Now, we should observe and assess the design of our courses, but separately from the teaching that happens in them. Most of the major course-assessment systems that exist (for example, Quality Matters, the Quality Online Course Initiative) focus solely on the design of content, materials, and interfaces—and have nothing to say about teaching practices at all, even though many colleges and universities are shoe-horning such instruments into service to observe teaching (and please stop that right now, if that’s you).
This is so important that two of my colleagues and I wrote a book about it for the online-teaching space, Evaluating Online Teaching, because there is so much confusion about what should “count” toward teaching observations—especially when the teaching takes place in a way, form, or setting with which we ourselves are unfamiliar.
The Three Secrets of Observing & Assessing Teaching
Because we cannot say that all instructors are the same people who have created the materials, tools, and designs within which they are teaching—and because we will never be experts ourselves in the subject areas, teaching methods, and tools that our colleagues use as instructors—we need to pare down our observations to some universal principles of what good teaching is (and what it looks like in various manifestations). So, without further ado, here are the three secrets of observing and assessing teaching, regardless of what is being taught or how:
- Secret 1: Good teaching practices share seven core elements.

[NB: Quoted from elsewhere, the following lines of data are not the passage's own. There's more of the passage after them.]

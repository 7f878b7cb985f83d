use crate::registry::{ObjectId, Registry};
use crate::tags::Role;

#[derive(Clone, Copy, Debug, PartialEq, Eq, Default)]
pub enum CursorStyle {
    #[default]
    Default,
    Pointer,
    NotAllowed,
}

impl CursorStyle {
    pub fn as_css(self) -> &'static str {
        match self {
            CursorStyle::Default => "default",
            CursorStyle::Pointer => "pointer",
            CursorStyle::NotAllowed => "not-allowed",
        }
    }
}

#[derive(Clone, Copy, Debug, PartialEq, Eq, Default)]
pub enum HoverState {
    #[default]
    NoneHovered,
    Hovering(ObjectId),
}

/// Cursor for whatever sits under the pointer this frame.
pub fn cursor_for(nearest: Option<ObjectId>, registry: &Registry, monitor_locked: bool) -> CursorStyle {
    let Some(obj) = nearest.and_then(|id| registry.get(id)) else {
        return CursorStyle::Default;
    };
    match obj.role {
        Role::Monitor if monitor_locked => CursorStyle::NotAllowed,
        Role::Monitor => CursorStyle::Pointer,
        _ if obj.clickable => CursorStyle::Pointer,
        _ => CursorStyle::Default,
    }
}

/// Enter/leave bookkeeping keeping at most one hover raise active.
#[derive(Clone, Copy, Debug, Default)]
pub struct HoverMachine {
    state: HoverState,
    applied_cursor: Option<CursorStyle>,
}

impl HoverMachine {
    pub fn state(&self) -> HoverState {
        self.state
    }

    pub fn hovered(&self) -> Option<ObjectId> {
        match self.state {
            HoverState::NoneHovered => None,
            HoverState::Hovering(id) => Some(id),
        }
    }

    /// Feed this frame's nearest hit. The previous object is always reversed
    /// before the new one plays forward.
    pub fn update(&mut self, nearest: Option<ObjectId>, registry: &mut Registry) -> bool {
        if nearest == self.hovered() {
            return false;
        }
        self.leave_current(registry);
        if let Some(id) = nearest {
            if let Some(obj) = registry.get_mut(id) {
                if !obj.hover_disabled {
                    if let Some(hover) = obj.hover.as_mut() {
                        hover.enter();
                    }
                }
            }
            self.state = HoverState::Hovering(id);
        }
        true
    }

    /// Drop the current hover, reversing its raise.
    pub fn release(&mut self, registry: &mut Registry) {
        self.leave_current(registry);
    }

    /// Returns the style only when it differs from the last one applied.
    pub fn apply_cursor(&mut self, style: CursorStyle) -> Option<CursorStyle> {
        if self.applied_cursor == Some(style) {
            return None;
        }
        self.applied_cursor = Some(style);
        Some(style)
    }

    fn leave_current(&mut self, registry: &mut Registry) {
        if let HoverState::Hovering(prev) = self.state {
            if let Some(hover) = registry.get_mut(prev).and_then(|o| o.hover.as_mut()) {
                hover.leave();
            }
        }
        self.state = HoverState::NoneHovered;
    }
}
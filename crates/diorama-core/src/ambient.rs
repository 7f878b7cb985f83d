//! Stateless-looking background motion: drifting clouds, oscillating rotors
//! and the smoke shader clock.

use crate::constants::{
    CLOUD_FLOAT_AMPLITUDE, CLOUD_FLOAT_SPEED_MIN, CLOUD_FLOAT_SPEED_SPAN,
    CLOUD_ROTATION_SPEED_MIN, CLOUD_ROTATION_SPEED_SPAN, ROTOR_BASE_DEG, ROTOR_FREQUENCY,
    ROTOR_RANGE_DEG,
};
use crate::scene::{NodeId, NodeTable, Transform};
use crate::tags::AmbientKind;
use fnv::FnvHashMap;
use rand::rngs::StdRng;
use rand::{Rng, SeedableRng};
use std::f32::consts::TAU;

/// Rotor angle around X, in radians, at `t` seconds.
pub fn rotor_angle(t: f32) -> f32 {
    ROTOR_BASE_DEG.to_radians() + (t * ROTOR_FREQUENCY).sin() * (ROTOR_RANGE_DEG / 2.0).to_radians()
}

#[derive(Clone, Copy, Debug, PartialEq)]
pub struct CloudDrift {
    pub float_speed: f32,
    pub float_offset: f32,
    /// Radians added to the yaw every frame.
    pub rotation_speed: f32,
    yaw: f32,
}

#[derive(Clone, Copy, Debug, PartialEq)]
enum Motion {
    Cloud(CloudDrift),
    Rotor { mirrored: bool },
}

#[derive(Clone, Debug, Default)]
pub struct AmbientDriver {
    motions: FnvHashMap<NodeId, Motion>,
    elapsed: f32,
}

impl AmbientDriver {
    pub fn from_nodes(nodes: &NodeTable, seed: u64) -> Self {
        let mut rng = StdRng::seed_from_u64(seed);
        let mut motions = FnvHashMap::default();
        for (id, node) in nodes.iter() {
            let motion = match node.tags.ambient {
                Some(AmbientKind::Cloud) => Motion::Cloud(CloudDrift {
                    float_speed: CLOUD_FLOAT_SPEED_MIN + rng.gen::<f32>() * CLOUD_FLOAT_SPEED_SPAN,
                    float_offset: rng.gen::<f32>() * TAU,
                    rotation_speed: CLOUD_ROTATION_SPEED_MIN
                        + rng.gen::<f32>() * CLOUD_ROTATION_SPEED_SPAN,
                    yaw: 0.0,
                }),
                Some(AmbientKind::RotorA) => Motion::Rotor { mirrored: false },
                Some(AmbientKind::RotorB) => Motion::Rotor { mirrored: true },
                None => continue,
            };
            motions.insert(id, motion);
        }
        Self {
            motions,
            elapsed: 0.0,
        }
    }

    pub fn len(&self) -> usize {
        self.motions.len()
    }

    pub fn is_empty(&self) -> bool {
        self.motions.is_empty()
    }

    pub fn cloud(&self, node: NodeId) -> Option<&CloudDrift> {
        match self.motions.get(&node) {
            Some(Motion::Cloud(drift)) => Some(drift),
            _ => None,
        }
    }

    pub fn smoke_time(&self) -> f32 {
        self.elapsed
    }

    /// One frame at `elapsed` seconds since the scene started.
    pub fn tick(&mut self, elapsed: f32) {
        self.elapsed = elapsed;
        for motion in self.motions.values_mut() {
            if let Motion::Cloud(drift) = motion {
                drift.yaw += drift.rotation_speed;
            }
        }
    }

    /// Write the ambient pose of every animated node into the table.
    pub fn apply(&self, nodes: &mut NodeTable) {
        for &id in self.motions.keys() {
            let Some(base) = nodes.get(id).map(|n| *n.base()) else {
                continue;
            };
            nodes.set_live(id, self.adjust(id, base));
        }
    }

    /// `base` with this frame's ambient motion layered on; untouched for
    /// nodes without ambient motion.
    pub fn adjust(&self, node: NodeId, base: Transform) -> Transform {
        let mut t = base;
        match self.motions.get(&node) {
            Some(Motion::Cloud(drift)) => {
                t.position.y = base.position.y
                    + (self.elapsed * drift.float_speed + drift.float_offset).sin()
                        * CLOUD_FLOAT_AMPLITUDE;
                t.rotation.y = base.rotation.y + drift.yaw;
            }
            Some(Motion::Rotor { mirrored }) => {
                let angle = rotor_angle(self.elapsed);
                t.rotation.x = if *mirrored { -angle } else { angle };
            }
            None => {}
        }
        t
    }
}

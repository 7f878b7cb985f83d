use thiserror::Error;

/// Load-time and configuration errors. Per-frame code never produces these;
/// missing resources there degrade to silent no-ops.
#[derive(Debug, Error, Clone, PartialEq, Eq)]
pub enum RuntimeError {
    #[error("camera preset list is empty")]
    EmptyCameraPresets,
    #[error("monitor needs at least one slide texture")]
    NoMonitorSlides,
    #[error("unknown theme {0:?} (expected \"day\" or \"night\")")]
    UnknownTheme(String),
}
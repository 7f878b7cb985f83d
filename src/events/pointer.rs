use glam::Vec2;
use wasm_bindgen::JsCast;
use web_sys as web;

use crate::dom;
use crate::host::SharedRuntime;

pub fn wire_pointer_handlers(runtime: &SharedRuntime, canvas: &web::HtmlCanvasElement) {
    wire_mousemove(runtime);
    wire_touchstart(runtime);
    wire_touchend(runtime, canvas);
    wire_click(runtime, canvas);
}

fn wire_mousemove(runtime: &SharedRuntime) {
    let runtime = runtime.clone();
    let closure = wasm_bindgen::closure::Closure::wrap(Box::new(move |ev: web::MouseEvent| {
        let client = Vec2::new(ev.client_x() as f32, ev.client_y() as f32);
        runtime.borrow_mut().pointer_move(client);
    }) as Box<dyn FnMut(_)>);

    if let Some(wnd) = web::window() {
        _ = wnd.add_event_listener_with_callback("mousemove", closure.as_ref().unchecked_ref());
    }
    closure.forget();
}

fn wire_touchstart(runtime: &SharedRuntime) {
    let Some(wnd) = web::window() else {
        return;
    };
    let runtime = runtime.clone();
    // non-passive so mobile browsers deliver the position before the tap
    dom::add_active_listener(&wnd, "touchstart", move |ev: web::Event| {
        let Some(touch) = ev
            .dyn_ref::<web::TouchEvent>()
            .and_then(|t| t.touches().get(0))
        else {
            return;
        };
        let client = Vec2::new(touch.client_x() as f32, touch.client_y() as f32);
        runtime.borrow_mut().touch_start(client);
    });
}

// marks the gesture as touch so its synthetic click is told apart from a mouse click
fn wire_touchend(runtime: &SharedRuntime, canvas: &web::HtmlCanvasElement) {
    let runtime = runtime.clone();
    let closure = wasm_bindgen::closure::Closure::wrap(Box::new(move |_ev: web::TouchEvent| {
        if let Ok(mut runtime) = runtime.try_borrow_mut() {
            runtime.touch_end();
        }
    }) as Box<dyn FnMut(_)>);
    _ = canvas.add_event_listener_with_callback("touchend", closure.as_ref().unchecked_ref());
    closure.forget();
}

fn wire_click(runtime: &SharedRuntime, canvas: &web::HtmlCanvasElement) {
    let runtime = runtime.clone();
    let closure = wasm_bindgen::closure::Closure::wrap(Box::new(move |_ev: web::MouseEvent| {
        let hit = runtime.borrow_mut().click();
        if let Some(id) = hit {
            log::debug!("[click] object {}", id.0);
        }
    }) as Box<dyn FnMut(_)>);
    _ = canvas.add_event_listener_with_callback("click", closure.as_ref().unchecked_ref());
    closure.forget();
}
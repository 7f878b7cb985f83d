mod controls;
mod modal;
mod pointer;

pub use controls::{wire_resize, wire_ui_buttons, wire_video_ended};
pub use modal::wire_modal_exit_buttons;
pub use pointer::wire_pointer_handlers;
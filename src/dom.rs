use glam::Vec2;
use wasm_bindgen::JsCast;
use web_sys as web;

use crate::input;

#[inline]
pub fn add_click_listener(
    document: &web::Document,
    element_id: &str,
    mut handler: impl FnMut() + 'static,
) {
    if let Some(el) = document.get_element_by_id(element_id) {
        let closure =
            wasm_bindgen::closure::Closure::wrap(Box::new(move || handler()) as Box<dyn FnMut()>);
        _ = el.add_event_listener_with_callback("click", closure.as_ref().unchecked_ref());
        closure.forget();
    } else {
        log::warn!("[dom] missing #{}", element_id);
    }
}

/// Listener that may call `preventDefault` (touch handlers on mobile).
pub fn add_active_listener(
    target: &web::EventTarget,
    event: &str,
    handler: impl FnMut(web::Event) + 'static,
) {
    let closure =
        wasm_bindgen::closure::Closure::wrap(Box::new(handler) as Box<dyn FnMut(web::Event)>);
    let options = web::AddEventListenerOptions::new();
    options.set_passive(false);
    _ = target.add_event_listener_with_callback_and_add_event_listener_options(
        event,
        closure.as_ref().unchecked_ref(),
        &options,
    );
    closure.forget();
}

pub fn sync_canvas_backing_size(canvas: &web::HtmlCanvasElement) {
    if let Some(w) = web::window() {
        let dpr = w.device_pixel_ratio().min(2.0);
        let rect = canvas.get_bounding_client_rect();
        let w_px = (rect.width() * dpr) as u32;
        let h_px = (rect.height() * dpr) as u32;
        canvas.set_width(w_px.max(1));
        canvas.set_height(h_px.max(1));
    }
}

/// CSS size of the window, which the canvas fills.
pub fn viewport() -> Vec2 {
    let Some(w) = web::window() else {
        return Vec2::ONE;
    };
    let width = w.inner_width().ok().and_then(|v| v.as_f64()).unwrap_or(1.0);
    let height = w.inner_height().ok().and_then(|v| v.as_f64()).unwrap_or(1.0);
    input::viewport_size(width, height)
}

pub fn set_body_class(document: &web::Document, class: &str, on: bool) {
    if let Some(body) = document.body() {
        let cl = body.class_list();
        _ = if on { cl.add_1(class) } else { cl.remove_1(class) };
    }
}
/// Data models for recipe-service
pub mod recipe;

pub use recipe::{NewRecipe, Recipe, RecipeCategory, RecipePatch};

- Secret 2: Know when to do formative and summative evaluation.
- Secret 3: Much of what we observe isn’t actually teaching.
These secrets help us to actually do less observing, set up our colleagues for successful assessment, and let anyone observe teaching anywhere, even in formats with which we are unfamiliar.
Secret 1: Good Teaching is Good Teaching
There are a lot of books and articles that argue how various teaching methods are unique and different from face-to-face teaching: teaching online, in the flipped-classroom model, immersive learning, learner-directed courses, you name it. And those resources are correct: all of these formats require different approaches to how teaching and learning interactions take place. But the first secret of observing teaching is that the skills that mark excellent instructors hold true regardless of the format or approach being used.
All competent instructors share these traits, first codified back in 1987 by researchers Arthur Chickering and Zelda Gamson:
- Encourages contacts between students and faculty.
- Develops reciprocity & cooperation among students.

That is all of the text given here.